Present and visible

University needs to establish trust between its students and administrators in charge of sexual assault cases.

By Maroon Editorial Board

Two weeks ago, The Hyde Park List—which accuses six students of sexual violence—was posted on Tumblr and distributed on flyers across campus. Since then, the list has garnered both national attention and on-campus notoriety. While the University has recently taken positive steps in updating its sexual assault policies, both The Hyde Park List and the march in solidarity  with survivors held last Wednesday speak to a remaining lack of trust in the University to responsibly manage cases of sexual assault. In an e-mail sent out on September 26, the administration responded to The Hyde Park List and precipitating events by pointing students to resources and policy changes that have occurred in the past year. But the University needs to do more than just reiterate its commitment to taking sexual assault seriously, and in addition needs to take steps to rebuild the broken trust between administration and students.

The aforementioned e-mail introduced the new associate dean of students in the university for disciplinary affairs Jeremy Inabinet. Under the new University-wide disciplinary system, Inabinet will generally be the first person to whom students will bring forth allegations of sexual misconduct. According to Dean of the Students in the University Michele Rasmussen in an e-mail to The Maroon, Inabinet has “helped colleges and universities write policies and procedures, trained hearing boards and investigators to effectively manage incidents of gender bias, and conducted Title IX investigations.” However, students will need more than this to feel reassured that they can go to the University with their complaints. As he assumes his duties, Inabinet needs to be visible on campus and present in discussions of sexual assault and harassment. He should speak on his previous experiences in these kinds of cases to demonstrate that he is a resource students can feel comfortable going to.

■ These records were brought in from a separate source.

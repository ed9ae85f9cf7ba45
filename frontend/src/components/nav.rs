use crate::Route;
use yew::prelude::*;
use yew_router::prelude::*;

/// Top-level sections, in menu order.
pub const SECTIONS: [(Route, &str); 5] = [
    (Route::Players, "Players"),
    (Route::Teams, "Teams"),
    (Route::Matches, "Matches"),
    (Route::Users, "Users"),
    (Route::Files, "Files"),
];

fn link_classes(active: bool) -> Classes {
    classes!(
        "px-3", "py-2", "rounded-md", "text-sm", "font-medium",
        "transition-colors", "duration-200", "min-h-[44px]", "flex", "items-center",
        if active {
            classes!("bg-white/20", "text-white")
        } else {
            classes!("text-white/90", "hover:bg-white/10", "hover:text-white")
        }
    )
}

#[function_component(Nav)]
pub fn nav() -> Html {
    let current_route = use_route::<Route>().unwrap_or(Route::Players);
    let menu_open = use_state(|| false);

    // Navigating anywhere folds the mobile menu away.
    {
        let menu_open = menu_open.clone();
        use_effect_with(current_route.clone(), move |_| {
            menu_open.set(false);
            || ()
        });
    }

    let on_menu = {
        let menu_open = menu_open.clone();
        Callback::from(move |_: MouseEvent| menu_open.set(!*menu_open))
    };

    let links = SECTIONS
        .iter()
        .map(|(route, label)| html! {
            <Link<Route> to={route.clone()} classes={link_classes(*route == current_route)}>
                {*label}
            </Link<Route>>
        })
        .collect::<Html>();

    html! {
        <nav class={classes!(
            "sticky", "top-0", "z-50", "bg-gradient-to-r", "from-slate-800", "to-emerald-600",
            "text-white", "shadow-lg"
        )}>
            <div class={classes!("max-w-7xl", "mx-auto", "px-4", "sm:px-6", "lg:px-8")}>
                <div class={classes!("flex", "justify-between", "h-16", "items-center")}>
                    <div class={classes!("flex", "items-center", "space-x-4", "sm:space-x-8")}>
                        <Link<Route> to={Route::Players} classes={classes!("flex", "items-baseline", "space-x-1")}>
                            <span class={classes!("text-lg", "sm:text-xl", "font-medium", "bg-white", "text-emerald-700", "px-2", "py-0.5", "rounded")}>{"Pitchside"}</span>
                        </Link<Route>>
                        <div class={classes!("hidden", "md:flex", "space-x-6")}>
                            {links.clone()}
                        </div>
                    </div>
                    <button
                        onclick={on_menu}
                        class={classes!("md:hidden", "p-2", "rounded-md", "hover:bg-white/10")}
                        aria-label="Toggle menu"
                    >
                        {"☰"}
                    </button>
                </div>
                if *menu_open {
                    <div class={classes!("md:hidden", "pb-3", "flex", "flex-col", "space-y-1")}>
                        {links}
                    </div>
                }
            </div>
        </nav>
    }
}
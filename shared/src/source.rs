//! Where a listing's rows come from.

use crate::dto::page::{PageQuery, PageResponse};
use crate::error::{Result, SharedError};
use crate::filter::FilterState;
use crate::pagination::paginate;
use crate::row::Row;
use async_trait::async_trait;
use log::debug;

/// A paged row provider. The browser client implements it over HTTP; tests
/// and fixtures use [`InMemorySource`].
#[async_trait(?Send)]
pub trait RowSource<R> {
    async fn fetch_page(&self, query: &PageQuery) -> Result<PageResponse<R>>;
}

/// Serves pages from a vector, applying search and predicate filters the way
/// a backend would.
#[derive(Debug, Clone)]
pub struct InMemorySource<R> {
    rows: Vec<R>,
    search_keys: Vec<String>,
}

impl<R: Row + Clone> InMemorySource<R> {
    pub fn new(rows: Vec<R>) -> Self {
        Self { rows, search_keys: Vec::new() }
    }

    pub fn with_search_keys<I, S>(mut self, keys: I) -> Self
    where
        I: IntoIterator<Item = S>,
        S: Into<String>,
    {
        self.search_keys = keys.into_iter().map(Into::into).collect();
        self
    }

    fn filter_for(query: &PageQuery) -> FilterState {
        let mut filter = FilterState::new();
        if let Some(term) = &query.search {
            filter.set_search_term(term.clone());
        }
        for (field, joined) in &query.filters {
            filter.set_predicate(field, joined.split(',').filter(|v| !v.is_empty()));
        }
        filter
    }
}

#[async_trait(?Send)]
impl<R: Row + Clone> RowSource<R> for InMemorySource<R> {
    async fn fetch_page(&self, query: &PageQuery) -> Result<PageResponse<R>> {
        if query.page_size == 0 {
            return Err(SharedError::InvalidPageSize(query.page_size));
        }
        let filter = Self::filter_for(query);
        let matching = filter.apply(&self.rows, self.search_keys.as_slice());
        let total = matching.len() as u64;
        let items: Vec<R> = paginate(&matching, query.page, query.page_size)
            .iter()
            .map(|r| (*r).clone())
            .collect();
        debug!(
            "In-memory page {} of size {}: {} of {} rows",
            query.page,
            query.page_size,
            items.len(),
            total
        );
        Ok(PageResponse {
            items,
            total,
            page: query.page,
            page_size: query.page_size,
            total_pages: None,
        })
    }
}
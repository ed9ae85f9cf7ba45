//! Browser tests; run with `wasm-pack test --headless --firefox frontend`.

#![cfg(target_arch = "wasm32")]

use frontend::config::Config;
use shared::ViewConfig;
use wasm_bindgen::JsValue;
use wasm_bindgen_test::*;

wasm_bindgen_test_configure!(run_in_browser);

fn set_override(value: &JsValue) {
    let window = web_sys::window().unwrap();
    js_sys::Reflect::set(&window, &"PITCHSIDE_VIEW_CONFIG".into(), value).unwrap();
}

#[wasm_bindgen_test]
fn view_config_defaults_without_override() {
    set_override(&JsValue::UNDEFINED);
    assert_eq!(Config::view(), ViewConfig::default());
}

#[wasm_bindgen_test]
fn view_config_reads_json_string() {
    set_override(&JsValue::from_str(r#"{ "default_page_size": 25 }"#));
    assert_eq!(Config::view().default_page_size, 25);
    set_override(&JsValue::UNDEFINED);
}

#[wasm_bindgen_test]
fn view_config_rejects_zero_page_size() {
    set_override(&JsValue::from_str(r#"{ "default_page_size": 0 }"#));
    assert_eq!(Config::view(), ViewConfig::default());
    set_override(&JsValue::UNDEFINED);
}
use serde::{Deserialize, Serialize};

/// Error body returned by the API.
#[derive(Debug, Clone, PartialEq, Serialize, Deserialize)]
pub struct ErrorResponse {
    pub error: String,
    /// Per-field messages from server-side validation.
    #[serde(default, skip_serializing_if = "Option::is_none")]
    pub fields: Option<std::collections::BTreeMap<String, String>>,
}

impl ErrorResponse {
    /// Message for the page's error banner.
    pub fn banner_message(&self) -> String {
        match &self.fields {
            Some(fields) if !fields.is_empty() => {
                let details: Vec<String> =
                    fields.iter().map(|(k, v)| format!("{}: {}", k, v)).collect();
                format!("{} ({})", self.error, details.join(", "))
            }
            _ => self.error.clone(),
        }
    }
}

/// Response of the delete endpoints.
#[derive(Debug, Clone, PartialEq, Serialize, Deserialize)]
pub struct DeleteResponse {
    pub id: String,
    pub deleted: bool,
}

#[cfg(test)]
mod tests {
    use super::*;
    use pretty_assertions::assert_eq;

    #[test]
    fn test_banner_message_lists_fields() {
        let body: ErrorResponse = serde_json::from_str(
            r#"{"error":"Validation failed","fields":{"email":"invalid","name":"required"}}"#,
        )
        .unwrap();
        assert_eq!(body.banner_message(), "Validation failed (email: invalid, name: required)");

        let plain: ErrorResponse = serde_json::from_str(r#"{"error":"Not found"}"#).unwrap();
        assert_eq!(plain.banner_message(), "Not found");
    }
}
use super::parser::MONTH_NAMES;
use chrono::{Datelike, Duration, NaiveDate};
use serde::{Deserialize, Serialize};

/// Six full weeks, so the grid never changes height between months.
pub const GRID_CELLS: usize = 42;

pub const WEEKDAY_LABELS: [&str; 7] = ["Su", "Mo", "Tu", "We", "Th", "Fr", "Sa"];

/// A displayed month.
#[derive(Debug, Clone, Copy, PartialEq, Eq, Serialize, Deserialize)]
pub struct MonthView {
    pub year: i32,
    /// 1-12
    pub month: u32,
}

impl MonthView {
    pub fn new(year: i32, month: u32) -> Option<Self> {
        NaiveDate::from_ymd_opt(year, month, 1).map(|_| Self { year, month })
    }

    pub fn containing(date: NaiveDate) -> Self {
        Self { year: date.year(), month: date.month() }
    }

    pub fn first_day(&self) -> NaiveDate {
        NaiveDate::from_ymd_opt(self.year, self.month, 1).unwrap_or(NaiveDate::MIN)
    }

    pub fn previous(&self) -> Self {
        if self.month == 1 {
            Self { year: self.year - 1, month: 12 }
        } else {
            Self { year: self.year, month: self.month - 1 }
        }
    }

    pub fn next(&self) -> Self {
        if self.month == 12 {
            Self { year: self.year + 1, month: 1 }
        } else {
            Self { year: self.year, month: self.month + 1 }
        }
    }

    pub fn days_in_month(&self) -> u32 {
        let next = self.next().first_day();
        (next - self.first_day()).num_days() as u32
    }

    /// "March 2024"
    pub fn label(&self) -> String {
        format!("{} {}", MONTH_NAMES[(self.month - 1) as usize], self.year)
    }

    /// The 42 dates shown for this month: tail of the previous month up to
    /// the first Sunday, every day of the month, then the head of the next.
    pub fn grid_dates(&self) -> Vec<NaiveDate> {
        let first = self.first_day();
        let leading = first.weekday().num_days_from_sunday() as i64;
        let start = first - Duration::days(leading);
        (0..GRID_CELLS as i64)
            .map(|offset| start + Duration::days(offset))
            .collect()
    }

    pub fn cells(&self, selected: Option<NaiveDate>, today: NaiveDate) -> Vec<CalendarCell> {
        self.grid_dates()
            .into_iter()
            .map(|date| CalendarCell {
                date,
                in_month: date.year() == self.year && date.month() == self.month,
                is_today: date == today,
                is_selected: selected == Some(date),
            })
            .collect()
    }
}

#[derive(Debug, Clone, Copy, PartialEq, Eq)]
pub struct CalendarCell {
    pub date: NaiveDate,
    /// False for padding days borrowed from the neighbouring months.
    pub in_month: bool,
    pub is_today: bool,
    pub is_selected: bool,
}

impl CalendarCell {
    pub fn day(&self) -> u32 {
        self.date.day()
    }
}
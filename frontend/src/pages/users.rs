use crate::api::users::list_users;
use crate::components::data_table::{Column, DataTable};
use crate::components::multi_select::MultiSelect;
use crate::components::page_shell::PageShell;
use crate::config::Config;
use shared::models::user::role_options;
use shared::{EmptyState, FilterState, User};
use std::rc::Rc;
use yew::prelude::*;

fn columns() -> Vec<Column<User>> {
    vec![
        Column::accessor("Name", "name"),
        Column::accessor("Email", "email"),
        Column::cell("Role", |u: &User| html! {
            <span class="capitalize">{&u.role}</span>
        }),
        Column::badge("Status", "status"),
        Column::accessor("Last login", "lastLogin"),
    ]
}

#[function_component(Users)]
pub fn users() -> Html {
    let config = use_memo((), |_| Config::view());
    let all = use_state(|| None::<Rc<Vec<User>>>);
    let loading = use_state(|| true);
    let error = use_state(|| None::<String>);
    let roles = use_state(FilterState::new);
    let roles_generation = use_state(|| 0u32);
    let columns = use_memo((), |_| columns());

    {
        let all = all.clone();
        let loading = loading.clone();
        let error = error.clone();
        use_effect_with((), move |_| {
            wasm_bindgen_futures::spawn_local(async move {
                match list_users().await {
                    Ok(list) => all.set(Some(Rc::new(list))),
                    Err(e) => error.set(Some(e)),
                }
                loading.set(false);
            });
            || ()
        });
    }

    let rows = {
        let all = (*all).clone();
        use_memo(((*roles).clone(), all), |(roles, all)| {
            all.as_ref().map(|list| {
                Rc::new(
                    list.iter()
                        .filter(|u| roles.matches_predicates(*u))
                        .cloned()
                        .collect::<Vec<_>>(),
                )
            })
        })
    };

    let on_roles = {
        let roles = roles.clone();
        let roles_generation = roles_generation.clone();
        Callback::from(move |values: Vec<String>| {
            let mut next = (*roles).clone();
            next.set_predicate("role", values);
            if next != *roles {
                roles_generation.set(roles_generation.wrapping_add(1));
                roles.set(next);
            }
        })
    };

    let selected = roles
        .predicate("role")
        .map(|set| set.iter().cloned().collect::<Vec<_>>())
        .unwrap_or_default();

    let filters = html! {
        <MultiSelect
            label="Role"
            options={role_options()}
            {selected}
            on_change={on_roles}
            max_chips={config.max_visible_chips}
        />
    };

    html! {
        <PageShell title="Users" {filters} error={(*error).clone()}>
            <DataTable<User>
                rows={(*rows).clone()}
                {columns}
                loading={*loading}
                searchable=true
                search_placeholder="Search by name or email..."
                search_debounce_ms={config.search_debounce_ms}
                page_size={config.default_page_size}
                page_size_options={config.page_size_choices()}
                reset_key={*roles_generation}
                empty_state={EmptyState::new("No users", "Dashboard accounts appear here.")}
            />
        </PageShell>
    }
}
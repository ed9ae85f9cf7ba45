use serde_json::{Map, Value};
use std::collections::{BTreeMap, HashMap};

/// A record that can be shown as one table row or grid tile.
///
/// Rows have no shared schema: each page decides which keys exist. The views
/// only ever need the string form of a keyed value, for display and search.
pub trait Row {
    /// String form of the value stored under `key`, or `None` when the row
    /// has no such key (or the value is null).
    fn field(&self, key: &str) -> Option<String>;
}

/// String-casts a JSON value the way cells display it.
pub fn value_to_string(value: &Value) -> Option<String> {
    match value {
        Value::Null => None,
        Value::String(s) => Some(s.clone()),
        Value::Bool(b) => Some(b.to_string()),
        Value::Number(n) => Some(n.to_string()),
        other => Some(other.to_string()),
    }
}

impl Row for Map<String, Value> {
    fn field(&self, key: &str) -> Option<String> {
        self.get(key).and_then(value_to_string)
    }
}

impl Row for Value {
    fn field(&self, key: &str) -> Option<String> {
        self.get(key).and_then(value_to_string)
    }
}

impl Row for HashMap<String, String> {
    fn field(&self, key: &str) -> Option<String> {
        self.get(key).cloned()
    }
}

impl Row for BTreeMap<String, String> {
    fn field(&self, key: &str) -> Option<String> {
        self.get(key).cloned()
    }
}

impl<T: Row> Row for std::rc::Rc<T> {
    fn field(&self, key: &str) -> Option<String> {
        (**self).field(key)
    }
}
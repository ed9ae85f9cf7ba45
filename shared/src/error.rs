use thiserror::Error;
use validator::ValidationErrors;
use serde_json::Error as JsonError;
use serde::{Deserialize, Serialize};

#[derive(Debug, Clone, Error, Serialize, Deserialize, PartialEq)]
pub enum SharedError {
    #[error("Validation error: {0}")]
    Validation(String),

    #[error("Invalid configuration: {0}")]
    Configuration(String),

    #[error("Invalid page size: {0} (must be greater than zero)")]
    InvalidPageSize(u32),

    #[error("Conversion error: {0}")]
    Conversion(String),

    #[error("Row source error: {0}")]
    RowSource(String),

    #[error("Required field missing: {0}")]
    MissingField(String),

    #[error("Field {field} exceeds {max} characters")]
    TooLong { field: String, max: usize },

    #[error("Field {field} has no option {value:?}")]
    UnknownOption { field: String, value: String },

    #[error("Field {field} is not a valid date: {value:?}")]
    InvalidDate { field: String, value: String },
}

impl From<ValidationErrors> for SharedError {
    fn from(errors: ValidationErrors) -> Self {
        Self::Validation(errors.to_string())
    }
}

impl From<JsonError> for SharedError {
    fn from(error: JsonError) -> Self {
        Self::Conversion(error.to_string())
    }
}

pub type Result<T> = std::result::Result<T, SharedError>;

#[cfg(test)]
mod tests {
    use super::*;
    use pretty_assertions::assert_eq;

    #[test]
    fn test_json_error_becomes_conversion() {
        let err: SharedError = serde_json::from_str::<serde_json::Value>("{ nope")
            .unwrap_err()
            .into();
        assert!(matches!(err, SharedError::Conversion(_)));
    }

    #[test]
    fn test_display_messages() {
        assert_eq!(
            SharedError::InvalidPageSize(0).to_string(),
            "Invalid page size: 0 (must be greater than zero)"
        );
        assert_eq!(
            SharedError::TooLong { field: "notes".to_string(), max: 10 }.to_string(),
            "Field notes exceeds 10 characters"
        );
    }
}
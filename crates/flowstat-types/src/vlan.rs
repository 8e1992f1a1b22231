//! VLAN ID type with validation.

use crate::ParseError;
use std::fmt;
use std::str::FromStr;

/// IEEE 802.1Q VLAN identifier (1-4094).
///
/// VLAN 0 (priority tagged) and 4095 are reserved and never produce a value.
///
/// # Examples
///
/// ```
/// use flowstat_types::VlanId;
///
/// let vlan = VlanId::new(100).unwrap();
/// assert_eq!(vlan.as_u16(), 100);
///
/// // PCP and DEI bits are ignored when decoding a tag.
/// assert_eq!(VlanId::from_tci(0xe064), Some(vlan));
/// assert!(VlanId::new(4095).is_err());
/// ```
#[derive(Debug, Clone, Copy, PartialEq, Eq, Hash, PartialOrd, Ord)]
pub struct VlanId(u16);

impl VlanId {
    pub const MIN: u16 = 1;
    pub const MAX: u16 = 4094;

    /// Mask selecting the VID bits of a tag control information word.
    pub const TCI_VID_MASK: u16 = 0x0fff;

    /// Creates a new VLAN ID.
    ///
    /// # Errors
    ///
    /// Returns an error if the VLAN ID is not in the valid range (1-4094).
    pub const fn new(id: u16) -> Result<Self, ParseError> {
        if id >= Self::MIN && id <= Self::MAX {
            Ok(VlanId(id))
        } else {
            Err(ParseError::InvalidVlanId(id))
        }
    }

    /// Extracts the VLAN ID from an 802.1Q tag control information word.
    ///
    /// Returns `None` for the reserved ids 0 and 4095.
    pub const fn from_tci(tci: u16) -> Option<Self> {
        let id = tci & Self::TCI_VID_MASK;
        if id >= Self::MIN && id <= Self::MAX {
            Some(VlanId(id))
        } else {
            None
        }
    }

    pub const fn as_u16(&self) -> u16 {
        self.0
    }
}

impl fmt::Display for VlanId {
    fn fmt(&self, f: &mut fmt::Formatter<'_>) -> fmt::Result {
        write!(f, "{}", self.0)
    }
}

impl FromStr for VlanId {
    type Err = ParseError;

    fn from_str(s: &str) -> Result<Self, Self::Err> {
        let id: u16 = s.trim().parse().map_err(|_| ParseError::InvalidVlanId(0))?;
        VlanId::new(id)
    }
}

impl TryFrom<u16> for VlanId {
    type Error = ParseError;

    fn try_from(id: u16) -> Result<Self, Self::Error> {
        VlanId::new(id)
    }
}

impl From<VlanId> for u16 {
    fn from(vlan: VlanId) -> u16 {
        vlan.0
    }
}
//! Emitted flow metrics and the sinks that receive them.

use chrono::{DateTime, Utc};
use parking_lot::Mutex;
use serde::Serialize;
use std::io::Write;
use tokio::sync::mpsc;
use tracing::warn;

/// Measurement name of every emitted record.
pub const MEASUREMENT: &str = "flowstat";

/// Tag set of one flow record, rendered as text.
///
/// Masked fields carry their wildcard rendering: `unknown` for `iface` and
/// `af`, `0` for `proto`, `-1` for `vlan`, AS numbers and ports, `0.0.0.0`
/// for hosts, `00000000` for `app` with an empty `app_desc`.
#[derive(Debug, Clone, PartialEq, Eq, Serialize)]
pub struct FlowTags {
    pub iface: String,
    pub direction: String,
    pub af: String,
    pub proto: String,
    pub vlan: String,
    pub src_host: String,
    pub dst_host: String,
    pub src_as: String,
    pub dst_as: String,
    pub src_port: String,
    pub dst_port: String,
    pub app: String,
    pub app_desc: String,
}

impl FlowTags {
    /// Tag name and value pairs, in a fixed order.
    pub fn pairs(&self) -> [(&'static str, &str); 13] {
        [
            ("iface", self.iface.as_str()),
            ("direction", self.direction.as_str()),
            ("af", self.af.as_str()),
            ("proto", self.proto.as_str()),
            ("vlan", self.vlan.as_str()),
            ("src_host", self.src_host.as_str()),
            ("dst_host", self.dst_host.as_str()),
            ("src_as", self.src_as.as_str()),
            ("dst_as", self.dst_as.as_str()),
            ("src_port", self.src_port.as_str()),
            ("dst_port", self.dst_port.as_str()),
            ("app", self.app.as_str()),
            ("app_desc", self.app_desc.as_str()),
        ]
    }
}

/// One flow's totals for an export interval, as a gauge sample.
#[derive(Debug, Clone, PartialEq, Eq, Serialize)]
pub struct FlowMetric {
    pub measurement: &'static str,
    pub tags: FlowTags,
    pub packets: u64,
    pub bytes: u64,
    pub timestamp: DateTime<Utc>,
}

/// Receives flow metrics, once per flow per export tick.
pub trait MetricSink: Send + Sync {
    fn emit(&self, metric: FlowMetric);
}

/// Forwards metrics to a closure.
pub struct FnSink<F>(F);

impl<F> FnSink<F>
where
    F: Fn(FlowMetric) + Send + Sync,
{
    pub fn new(f: F) -> Self {
        FnSink(f)
    }
}

impl<F> MetricSink for FnSink<F>
where
    F: Fn(FlowMetric) + Send + Sync,
{
    fn emit(&self, metric: FlowMetric) {
        (self.0)(metric)
    }
}

/// Forwards metrics into an unbounded channel. Metrics emitted after the
/// receiver is dropped are discarded.
#[derive(Debug, Clone)]
pub struct ChannelSink {
    tx: mpsc::UnboundedSender<FlowMetric>,
}

impl ChannelSink {
    pub fn new() -> (Self, mpsc::UnboundedReceiver<FlowMetric>) {
        let (tx, rx) = mpsc::unbounded_channel();
        (ChannelSink { tx }, rx)
    }
}

impl MetricSink for ChannelSink {
    fn emit(&self, metric: FlowMetric) {
        let _ = self.tx.send(metric);
    }
}

/// Writes each metric as one JSON object per line.
pub struct JsonLinesSink<W> {
    writer: Mutex<W>,
}

impl<W: Write + Send> JsonLinesSink<W> {
    pub fn new(writer: W) -> Self {
        JsonLinesSink {
            writer: Mutex::new(writer),
        }
    }

    pub fn into_inner(self) -> W {
        self.writer.into_inner()
    }
}

impl<W: Write + Send> MetricSink for JsonLinesSink<W> {
    fn emit(&self, metric: FlowMetric) {
        let mut writer = self.writer.lock();
        if let Err(e) = write_line(&mut *writer, &metric) {
            warn!(error = %e, "failed to write flow metric");
        }
    }
}

fn write_line<W: Write>(writer: &mut W, metric: &FlowMetric) -> std::io::Result<()> {
    serde_json::to_writer(&mut *writer, metric)?;
    writer.write_all(b"\n")?;
    writer.flush()
}
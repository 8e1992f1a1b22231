//! Error types for flowstatd

use std::path::PathBuf;
use thiserror::Error;

/// Invalid or unreadable engine configuration. Fatal at init.
#[derive(Error, Debug)]
pub enum ConfigError {
    #[error("failed to read config file {path}: {source}")]
    Read {
        path: PathBuf,
        #[source]
        source: std::io::Error,
    },

    #[error("failed to parse config: {0}")]
    Parse(#[from] toml::de::Error),

    #[error("core: {count} cores configured, at most {max} allowed")]
    TooManyCores { count: usize, max: usize },

    #[error("core[{core}].port: {count} ports configured, at most {max} allowed")]
    TooManyPorts { core: u32, count: usize, max: usize },

    #[error("port[{port}].tag_vlan_ids: {count} VLANs configured, at most {max} allowed")]
    TooManyTagVlans { port: u8, count: usize, max: usize },

    #[error("port[{port}].{field}: invalid VLAN ID {value} (must be 1-4094)")]
    InvalidVlan {
        port: u8,
        field: &'static str,
        value: u16,
    },

    #[error("port[{port}].description: {len} bytes, at most {max} allowed")]
    DescriptionTooLong { port: u8, len: usize, max: usize },

    #[error("core.index: duplicate core index {0}")]
    DuplicateCore(u32),

    #[error("port.index: duplicate port index {0}")]
    DuplicatePort(u8),

    #[error("core.index: core {0} is the main core index")]
    MainCoreReused(u32),

    #[error("{field}: path is {len} bytes, at most {max} allowed")]
    PathTooLong {
        field: &'static str,
        len: usize,
        max: usize,
    },

    #[error("{field}: {count} networks configured, at most {max} allowed")]
    TooManyLocalNets {
        field: &'static str,
        count: usize,
        max: usize,
    },

    #[error("{field}: unknown aggregation flag {flag:?}")]
    UnknownFlag { field: &'static str, flag: String },
}

/// Failure to rebuild a lookup table from its on-disk source.
///
/// Never fatal: the previously published table stays in place.
#[derive(Error, Debug)]
pub enum ReloadError {
    #[error("failed to read {path}: {source}")]
    Io {
        path: PathBuf,
        #[source]
        source: std::io::Error,
    },

    #[error("truncated MRT record at offset {offset}")]
    Truncated { offset: usize },

    #[error("MRT record at offset {offset} is {len} bytes, at most {max} allowed")]
    RecordTooLarge { offset: usize, len: usize, max: usize },

    #[error("MRT record at offset {offset} has prefix length {len} (max {max})")]
    BadPrefixLength { offset: usize, len: u8, max: u8 },
}

/// Failure while bringing an initialized engine up.
#[derive(Error, Debug)]
pub enum StartError {
    #[error("start must be called from within a tokio runtime")]
    NoRuntime,

    #[error("engine already started")]
    AlreadyStarted,

    #[error("failed to open port {port}: {source}")]
    PortOpen {
        port: u8,
        #[source]
        source: std::io::Error,
    },

    #[error("failed to spawn capture worker for core {core}: {source}")]
    WorkerSpawn {
        core: u32,
        #[source]
        source: std::io::Error,
    },

    #[error("failed to register metrics: {0}")]
    Metrics(#[from] prometheus::Error),
}

/// Errors returned by [`Engine::init`](crate::Engine::init).
#[derive(Error, Debug)]
pub enum EngineError {
    #[error("configuration error: {0}")]
    Config(#[from] ConfigError),

    #[error("an engine is already active in this process")]
    SingletonViolation,
}

/// Result type for engine initialization
pub type Result<T> = std::result::Result<T, EngineError>;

Rasmussen’s e-mail, which also outlines the resources available to students who have been victims of sexual assault, is useful but is not enough to fully address the concerns and frustrations vocalized by sexual assault survivors and which surround The Hyde Park List. These kinds of statements sound like administrative speak to many students and don’t inspire confidence in the administration on the part of students. Though trust can only be gained gradually, that confidence is something the University needs to actively and urgently try to earn.

The Editorial Board consists of the Viewpoints Editors and the Editorial Staff.